EXERCISE DETAILS> Starting at the line with "pub mod instruments;" and going on through the line with "fixed reference table.", reproduce each line in the records below exactly and nothing more.

DATA UNDER STUDY>
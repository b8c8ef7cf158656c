//! oasis-export
//!
//! Report assembly and rendering. [`assemble`](assemble::assemble) turns an
//! assessment and its classifications into an ordered block list; the
//! renderers turn that list into PDF, DOCX or Markdown bytes.

pub mod assemble;
pub mod blocks;
pub mod docx;
pub mod error;
pub mod format;
pub mod pdf;
pub mod render;
pub mod styles;
pub mod summary;

use std::fmt;
use std::str::FromStr;

use jiff::civil::DateTime;
use oasis_core::AssessmentRecord;
use oasis_instruments::ClassificationSet;
use serde::{Deserialize, Serialize};
use tracing::{debug, warn};

use crate::blocks::ReportDocument;
use crate::error::RenderFailure;
use crate::styles::DocumentStyles;

#[derive(Debug, Clone, Copy, PartialEq, Eq, Serialize, Deserialize)]
#[serde(rename_all = "snake_case")]
pub enum ExportFormat {
    Pdf,
    Docx,
    Markdown,
}

impl ExportFormat {
    pub fn extension(&self) -> &'static str {
        match self {
            ExportFormat::Pdf => "pdf",
            ExportFormat::Docx => "docx",
            ExportFormat::Markdown => "md",
        }
    }

    pub fn content_type(&self) -> &'static str {
        match self {
            ExportFormat::Pdf => "application/pdf",
            ExportFormat::Docx => {
                "application/vnd.openxmlformats-officedocument.wordprocessingml.document"
            }
            ExportFormat::Markdown => "text/markdown; charset=utf-8",
        }
    }
}

impl fmt::Display for ExportFormat {
    fn fmt(&self, f: &mut fmt::Formatter<'_>) -> fmt::Result {
        f.write_str(self.extension())
    }
}

impl FromStr for ExportFormat {
    type Err = String;

    fn from_str(s: &str) -> Result<Self, Self::Err> {
        match s.trim().to_ascii_lowercase().as_str() {
            "pdf" => Ok(ExportFormat::Pdf),
            "docx" => Ok(ExportFormat::Docx),
            "md" | "markdown" => Ok(ExportFormat::Markdown),
            other => Err(format!("unknown export format: {other}")),
        }
    }
}

/// Document renderer backend.
///
/// Receives a fully assembled document and produces the binary artifact.
/// Rendering never sees the record itself, so it cannot modify it.
pub trait DocumentRenderer: Send + Sync {
    fn format(&self) -> ExportFormat;

    fn render(&self, document: &ReportDocument) -> Result<Vec<u8>, RenderFailure>;
}

/// Build the renderer for `format`.
pub fn renderer_for(format: ExportFormat, styles: DocumentStyles) -> Box<dyn DocumentRenderer> {
    match format {
        ExportFormat::Pdf => Box::new(pdf::PdfRenderer::new(styles)),
        ExportFormat::Docx => Box::new(docx::DocxRenderer::new(styles)),
        ExportFormat::Markdown => Box::new(render::MarkdownRenderer::new(styles)),
    }
}

/// A rendered report ready to be saved or offered for download.
#[derive(Debug, Clone)]
pub struct RenderedReport {
    pub filename: String,
    pub content_type: &'static str,
    pub bytes: Vec<u8>,
}

/// Classify, assemble and render one assessment.
///
/// The renderer is invoked exactly once; a failure is returned to the
/// caller as-is and nothing is retried.
pub fn export(
    record: &AssessmentRecord,
    renderer: &dyn DocumentRenderer,
    generated_at: DateTime,
) -> Result<RenderedReport, RenderFailure> {
    let classifications = ClassificationSet::for_record(record);
    let document = assemble::assemble(record, &classifications, generated_at);
    let format = renderer.format();

    debug!(
        assessment_id = %record.id,
        format = %format,
        blocks = document.blocks.len(),
        "rendering report"
    );

    let bytes = renderer.render(&document).inspect_err(|e| {
        warn!(assessment_id = %record.id, format = %format, error = %e, "report rendering failed");
    })?;

    Ok(RenderedReport {
        filename: document.filename_for(format),
        content_type: format.content_type(),
        bytes,
    })
}
//! oasis-instruments
//!
//! Classification engine. Pure, stateless mappings from clinical
//! measurements to ordinal tiers, one module per instrument. Every
//! function is total: implausible values are classified, never rejected.

pub mod classify;
pub mod instruments;
pub mod scoring;

use scoring::{Band, Bound, ClassificationResult, first_match};

pub use classify::ClassificationSet;
pub use instruments::lower_limb::LowerLimbStrength;

/// A single-input instrument with a fixed reference table.
pub trait Instrument: Send + Sync {
    /// Unique identifier (e.g. "bmi", "katz").
    fn id(&self) -> &str;

    /// Human-readable name as printed on reports.
    fn name(&self) -> &str;

    /// Reference bands, evaluated top to bottom.
    fn bands(&self) -> &[Band];

    fn classify(&self, value: f64) -> ClassificationResult {
        first_match(self.bands(), value).into()
    }

    /// Reference table as structured text.
    fn describe_bands(&self) -> String {
        let mut output = format!("## {}\n", self.name());
        for band in self.bands() {
            let rule = match band.bound {
                Bound::Below(limit) => format!("< {limit}"),
                Bound::AtLeast(limit) => format!(">= {limit}"),
                Bound::Exactly(target) => format!("= {target}"),
                Bound::Otherwise => "demais valores".to_string(),
            };
            output.push_str(&format!("- {rule}: {}\n", band.tier.label()));
        }
        output
    }
}

/// Return all registered single-input instruments.
pub fn all_instruments() -> Vec<Box<dyn Instrument>> {
    vec![
        Box::new(instruments::bmi::BodyMassIndex),
        Box::new(instruments::grip::GripStrength),
        Box::new(instruments::six_minute_walk::SixMinuteWalk),
        Box::new(instruments::katz::Katz),
        Box::new(instruments::lawton::Lawton),
        Box::new(instruments::tug::TimedUpAndGo),
    ]
}

/// Look up an instrument by ID.
pub fn get_instrument(id: &str) -> Option<Box<dyn Instrument>> {
    all_instruments().into_iter().find(|i| i.id() == id)
}

pub fn classify_bmi(bmi: f64) -> ClassificationResult {
    instruments::bmi::BodyMassIndex.classify(bmi)
}

/// Lower-limb timed test; `None` age yields `Undefined` whatever the time.
pub fn classify_lower_limb(seconds: f64, age: Option<i32>) -> ClassificationResult {
    LowerLimbStrength.classify(seconds, age)
}

/// Grip strength, same bands for both hands and both trials.
pub fn classify_grip(kg: f64) -> ClassificationResult {
    instruments::grip::GripStrength.classify(kg)
}

pub fn classify_six_minute_walk(steps: i64) -> ClassificationResult {
    instruments::six_minute_walk::SixMinuteWalk.classify(steps as f64)
}

pub fn classify_katz(points: i32) -> ClassificationResult {
    instruments::katz::Katz.classify(f64::from(points))
}

pub fn classify_lawton(points: i32) -> ClassificationResult {
    instruments::lawton::Lawton.classify(f64::from(points))
}

pub fn classify_tug(seconds: f64) -> ClassificationResult {
    instruments::tug::TimedUpAndGo.classify(seconds)
}
//! Text formatting shared by the assembler and every renderer.

use jiff::civil::{Date, DateTime};

use crate::blocks::Unit;

/// A measured value as entered.
///
/// Shortest round-trip representation: `13.0` prints as `13`, `27.34`
/// as `27.34`. No rounding is applied.
pub fn number(value: f64) -> String {
    format!("{value}")
}

/// `%` is glued to the value; every other unit is separated by a space.
pub fn with_unit(value: &str, unit: Option<Unit>) -> String {
    match unit {
        None => value.to_string(),
        Some(Unit::Percent) => format!("{value}%"),
        Some(unit) => format!("{value} {}", unit.suffix()),
    }
}

/// `dd/mm/yyyy`.
pub fn date(date: Date) -> String {
    date.strftime("%d/%m/%Y").to_string()
}

/// `dd/mm/yyyy às HH:MM:SS`.
pub fn timestamp(at: DateTime) -> String {
    format!(
        "{} às {}",
        at.strftime("%d/%m/%Y"),
        at.strftime("%H:%M:%S")
    )
}

/// Replace characters that cannot appear in a file name on common
/// filesystems. Everything else, accents included, is kept.
pub fn file_name_safe(text: &str) -> String {
    text.chars()
        .map(|c| match c {
            '/' | '\\' | ':' | '*' | '?' | '"' | '<' | '>' | '|' => '_',
            c if c.is_control() => '_',
            c => c,
        })
        .collect()
}

/// Greedy word wrap on character count. Always returns at least one line.
pub fn wrap_text(text: &str, max_chars: usize) -> Vec<String> {
    let mut lines = Vec::new();
    let mut current = String::new();
    let mut current_len = 0;

    for word in text.split_whitespace() {
        let word_len = word.chars().count();
        if current_len > 0 && current_len + 1 + word_len > max_chars {
            lines.push(std::mem::take(&mut current));
            current_len = 0;
        }
        if current_len > 0 {
            current.push(' ');
            current_len += 1;
        }
        current.push_str(word);
        current_len += word_len;
    }
    if !current.is_empty() || lines.is_empty() {
        lines.push(current);
    }
    lines
}
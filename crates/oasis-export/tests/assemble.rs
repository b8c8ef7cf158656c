mod common;

use common::{at, maria, maria_input, record};
use oasis_export::assemble::{assemble, sections, suggested_filename};
use oasis_export::blocks::{ReportBlock, Unit};
use oasis_instruments::{ClassificationSet, classify_lower_limb};
use oasis_instruments::scoring::{Severity, Tier};

fn document_for(record: &oasis_core::AssessmentRecord) -> oasis_export::blocks::ReportDocument {
    assemble(record, &ClassificationSet::for_record(record), at(10, 30))
}

fn find<'a>(blocks: &'a [ReportBlock], wanted: &str) -> &'a ReportBlock {
    blocks
        .iter()
        .find(|b| match b {
            ReportBlock::LabeledPair { label, .. } | ReportBlock::ClassifiedPair { label, .. } => {
                label == wanted
            }
            _ => false,
        })
        .unwrap_or_else(|| panic!("no block labeled {wanted}"))
}

#[test]
fn sections_appear_in_fixed_order() {
    let doc = document_for(&maria());
    assert_eq!(
        doc.section_titles(),
        [
            sections::PATIENT_DATA,
            sections::ANTHROPOMETRY,
            sections::FUNCTIONAL_TESTS,
        ]
    );
    assert!(doc.blocks[0].is_header());
    assert!(matches!(doc.blocks.last(), Some(ReportBlock::Footer { .. })));
    assert_eq!(doc.blocks.len(), 29);
}

#[test]
fn notes_section_only_when_notes_present() {
    let mut input = maria_input();
    input.notes = Some("Relata dor no joelho direito.\nUsa bengala.".to_string());
    let doc = document_for(&record(input));

    assert_eq!(doc.section_titles().last(), Some(&sections::CLINICAL_NOTES));
    let notes = &doc.blocks[doc.blocks.len() - 2];
    assert_eq!(
        notes,
        &ReportBlock::FreeText {
            text: "Relata dor no joelho direito.\nUsa bengala.".to_string()
        }
    );

    let mut blank = maria_input();
    blank.notes = Some("  \n ".to_string());
    let doc = document_for(&record(blank));
    assert!(!doc.section_titles().contains(&sections::CLINICAL_NOTES));
}

#[test]
fn bmi_block_is_classified_overweight() {
    let doc = document_for(&maria());
    match find(&doc.blocks, "IMC") {
        ReportBlock::ClassifiedPair {
            value,
            unit,
            classification,
            ..
        } => {
            assert_eq!(value, "27.34");
            assert_eq!(*unit, Some(Unit::KilogramsPerSquareMeter));
            assert_eq!(classification.tier, Tier::Overweight);
            assert_eq!(classification.severity, Severity::AttentionNeeded);
        }
        other => panic!("unexpected block {other:?}"),
    }
}

#[test]
fn values_carry_their_units() {
    let doc = document_for(&maria());
    let shown = |label: &str| find(&doc.blocks, label).display_value().unwrap();

    assert_eq!(shown("Estatura"), "160 cm");
    assert_eq!(shown("Massa Corporal"), "70 kg");
    assert_eq!(shown("% Gordura"), "30%");
    assert_eq!(shown("Idade"), "63 anos");
    assert_eq!(shown("Data de Nascimento"), "10/03/1960");
    assert_eq!(shown("Gênero"), "Feminino");
    assert_eq!(shown("1ª Tentativa"), "13 s");
    assert_eq!(shown("Mão Esquerda - 2ª"), "8 kg");
    assert_eq!(shown("Passos"), "350");
    assert_eq!(shown("LAWTON"), "20 pontos");
    assert_eq!(shown("Tempo"), "15 s");
}

#[test]
fn grip_trials_listed_right_hand_first() {
    let doc = document_for(&maria());
    let labels: Vec<_> = doc
        .blocks
        .iter()
        .filter_map(|b| match b {
            ReportBlock::ClassifiedPair { label, .. } if label.starts_with("Mão") => {
                Some(label.as_str())
            }
            _ => None,
        })
        .collect();
    assert_eq!(
        labels,
        [
            "Mão Direita - 1ª",
            "Mão Direita - 2ª",
            "Mão Esquerda - 1ª",
            "Mão Esquerda - 2ª"
        ]
    );
}

#[test]
fn render_time_only_changes_the_footer() {
    let record = maria();
    let classes = ClassificationSet::for_record(&record);
    let morning = assemble(&record, &classes, at(9, 0));
    let evening = assemble(&record, &classes, at(18, 45));

    assert_ne!(morning, evening);
    assert_eq!(morning.content(), evening.content());
    assert_eq!(morning.filename(), evening.filename());
    assert_eq!(evening.generated_at(), Some(at(18, 45)));
}

#[test]
fn filename_uses_name_and_creation_time() {
    let mut input = maria_input();
    input.name = Some("João".to_string());
    let record = record(input);

    assert_eq!(suggested_filename(&record), "avaliacao_João_1700000000000.pdf");
    assert_eq!(document_for(&record).filename(), "avaliacao_João_1700000000000.pdf");
}

#[test]
fn filename_replaces_path_separators() {
    let mut input = maria_input();
    input.name = Some("Ana/Souza".to_string());
    assert_eq!(
        suggested_filename(&record(input)),
        "avaliacao_Ana_Souza_1700000000000.pdf"
    );
}

#[test]
fn unknown_age_shows_dash_and_undefined_lower_limb() {
    let record = maria();
    let mut classes = ClassificationSet::for_record(&record);
    classes.age = None;
    classes.lower_limb = [
        classify_lower_limb(record.lower_limb.first_s, None),
        classify_lower_limb(record.lower_limb.second_s, None),
    ];
    let doc = assemble(&record, &classes, at(10, 0));

    assert_eq!(find(&doc.blocks, "Idade").display_value().unwrap(), "-");
    match find(&doc.blocks, "1ª Tentativa") {
        ReportBlock::ClassifiedPair { classification, .. } => {
            assert_eq!(classification.tier, Tier::Undefined);
            assert_eq!(classification.severity, Severity::AttentionNeeded);
        }
        other => panic!("unexpected block {other:?}"),
    }
}

#[test]
fn notes_are_emitted_as_entered() {
    let mut input = maria_input();
    input.notes = Some("  Evolução:\n    - marcha estável\n".to_string());
    let doc = document_for(&record(input));

    assert!(doc.blocks.contains(&ReportBlock::FreeText {
        text: "  Evolução:\n    - marcha estável\n".to_string()
    }));
}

WRITTEN ANSWER>
pub mod instruments;
pub mod scoring;

use scoring::{Band, Bound, ClassificationResult, first_match};

pub use classify::ClassificationSet;
pub use instruments::lower_limb::LowerLimbStrength;

/// A single-input instrument with a fixed reference table.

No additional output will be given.